L’évolution de la question transfrontalière avec la construction de l’Union Européenne
L’intensification des échanges entre les pays européens a positionné la frontière au cœur des débats. Au cours du temps, la notion de frontière a évolué avec l’évolution des sociétés et le territoire frontalier s’est positionné comme un espace stratégique tout au long de la construction de l’Union Européenne.
La frontière, une notion évolutive
La notion de frontière et la manière de l’approcher scientifiquement ont évolué au cours des années. Friedrich Ratzel, géographe politicien, explique que la géopolitique de l’époque entre les deux guerres mondiales, s’est surtout tournée vers les questions d’implémentation ou de relocalisation des frontières étatiques, sous l’influence forte de la réorganisation du territoire européen et de ses colonies. La frontière était alors vue comme un lieu où l’on affronte ses voisins, au-delà d’une frontière politique. Provenant du vocabulaire militaire, la notion de « front » a longtemps représenté les limites extérieures d’un ensemble territorial, qui correspondait généralement à un Etat nation. Le front se caractérise par une limite externe d’un territoire dont les politiques ont tendance à le protéger de l’extérieur et à l’élargir .
« La frontière connait une existence concrète dans une fenêtre historique déterminée. Dans un monde démilitarisé ouvert aux échanges, elle perd son sens. »
La frontière est la compréhension linéaire du front. Elle est une construction politique et intellectuelle et se représente par une ligne imaginaire entre deux nations, séparant les droits imaginaires de l’une des droits imaginaires de l’autre (A. Bierce). Elle est l’instrument de base d’un Etat, car sans un territoire qui lui soit propre, donc délimité, un Etat ne saurait se développer économiquement, socialement, juridiquement et diplomatiquement.

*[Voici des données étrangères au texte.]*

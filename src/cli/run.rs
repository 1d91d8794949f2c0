// SPDX-License-Identifier: MIT OR Apache-2.0
// Copyright (c) 2025 shipway contributors

//! Run command - simulate a full pipeline run
//!
//! Executes the pipeline against the in-process simulated runner. The gate
//! decision comes from the command line and is applied from a separate
//! task once the run has started, so the park/resume path is the one a
//! live operator would take.

use colored::Colorize;
use miette::Result;
use std::path::PathBuf;
use std::sync::Arc;
use std::time::Duration;

use super::Decision;
use crate::exec::{PipelineRunner, RunOptions, SimulatedRunner};
use crate::manifest::Manifest;
use crate::pipeline::{PipelineBuilder, PipelineValidator};

/// Run the run command
pub async fn run(
    manifest_path: PathBuf,
    decision: Decision,
    fail: Option<String>,
    verbose: bool,
) -> Result<()> {
    if !manifest_path.exists() {
        return Err(miette::miette!(
            "Manifest file not found: {}\n\n\
             Create a shipway.yaml describing your service and environments.",
            manifest_path.display()
        ));
    }

    let manifest = Manifest::from_file(&manifest_path)?;
    let pipeline = PipelineBuilder::build(&manifest)?;

    let validation = PipelineValidator::validate(&pipeline);
    if !validation.is_valid() {
        eprintln!("{}", "Pipeline validation failed:".red().bold());
        for error in &validation.errors {
            eprintln!("  {} {}", "✗".red(), error);
        }
        return Err(miette::miette!("Pipeline configuration is invalid"));
    }

    let mut simulated = SimulatedRunner::new();
    if let Some(action) = &fail {
        simulated = simulated.fail_action(action);
    }

    let executor = PipelineRunner::new(Arc::new(simulated));

    // Operator stand-in: settle the gate shortly after the run parks.
    let gate = executor.gate();
    tokio::spawn(async move {
        tokio::time::sleep(Duration::from_millis(50)).await;
        let result = match decision {
            Decision::Approve => gate.approve().await,
            Decision::Reject => gate.reject().await,
        };
        if let Err(e) = result {
            tracing::warn!(error = %e, "gate decision not applied");
        }
    });

    println!();
    println!("{}: {}", "Pipeline".bold(), pipeline.name);
    println!("{}", "═".repeat(50));

    let report = match executor.execute(&pipeline, &RunOptions::default()).await {
        Ok(report) => report,
        Err(e) => {
            println!();
            println!("{}", "Pipeline run halted".red().bold());
            return Err(e.into());
        }
    };

    for stage in &report.executed_stages {
        println!("  {} {}", "✓".green(), stage);
    }

    if verbose {
        println!();
        println!("{}:", "Actions".bold());
        for (name, detail) in &report.action_details {
            println!("  - {}: {}", name.bold(), detail.dimmed());
        }
    }

    if !report.artifacts.is_empty() {
        println!();
        println!("{}:", "Artifacts".bold());
        for (name, location) in &report.artifacts {
            println!("  - {} @ {}", name, location.to_string().dimmed());
        }
    }

    println!();
    println!(
        "{}",
        format!(
            "Pipeline completed successfully in {:.2}s (run {})",
            report.duration.as_secs_f64(),
            report.run_id
        )
        .green()
    );

    Ok(())
}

Dans les années 1960, avec l’avènement de la géopolitique, les anglo-saxons commencent alors à s’intéresser, plutôt qu’à la frontière, aux espaces transfrontaliers. Parler d’espace transfrontalier suppose que la frontière présente un certain degré de porosité (l’ouverture l’emporte sur la fermeture), qu’elle est reconnue par les États (ligne stable) et que les conflits y ont disparu (frontière apaisée). C’est en 1980 qu’est définie pour la première fois la coopération transfrontalière, au travers de la Convention de Madrid (Cf. partie 1-12 a)). La frontière n’est plus seulement un facteur de séparation entre des systèmes politico institutionnels différents, elle devient aussi facteur de contact entre des sociétés et des collectivités différentes (Ratti, 1993). La frontière est alors une interface privilégiée entre des systèmes différents où fonctionnent les effets de synapse (rupture, passage, relais) d’autant plus fort que le gradient entre les deux espaces séparés par la frontière est plus fort . La zone frontalière induit le franchissement spatial. L’adjectif transfrontalier traduit la traversée, le passage, la transgression à travers une limite politique entre deux États. Cependant, la notion de transfrontalier est profondément liée à celle de proximité, les relations entre deux États relèvent en règle générale du transnational.
« L’espace transfrontalier, est alors appréhendé comme « un système relationnel fait de nœuds et de relations entre les éléments internes et externes qui en sont constitutifs » (Carrière et Thibault, 2000). L’espace transfrontalier constitue par conséquent « un espace structuré et à structurer, doté d’une épaisseur et d’un contenu, au-delà de la frontière abordée en tant que simple limite territoriale » (ibid.)» .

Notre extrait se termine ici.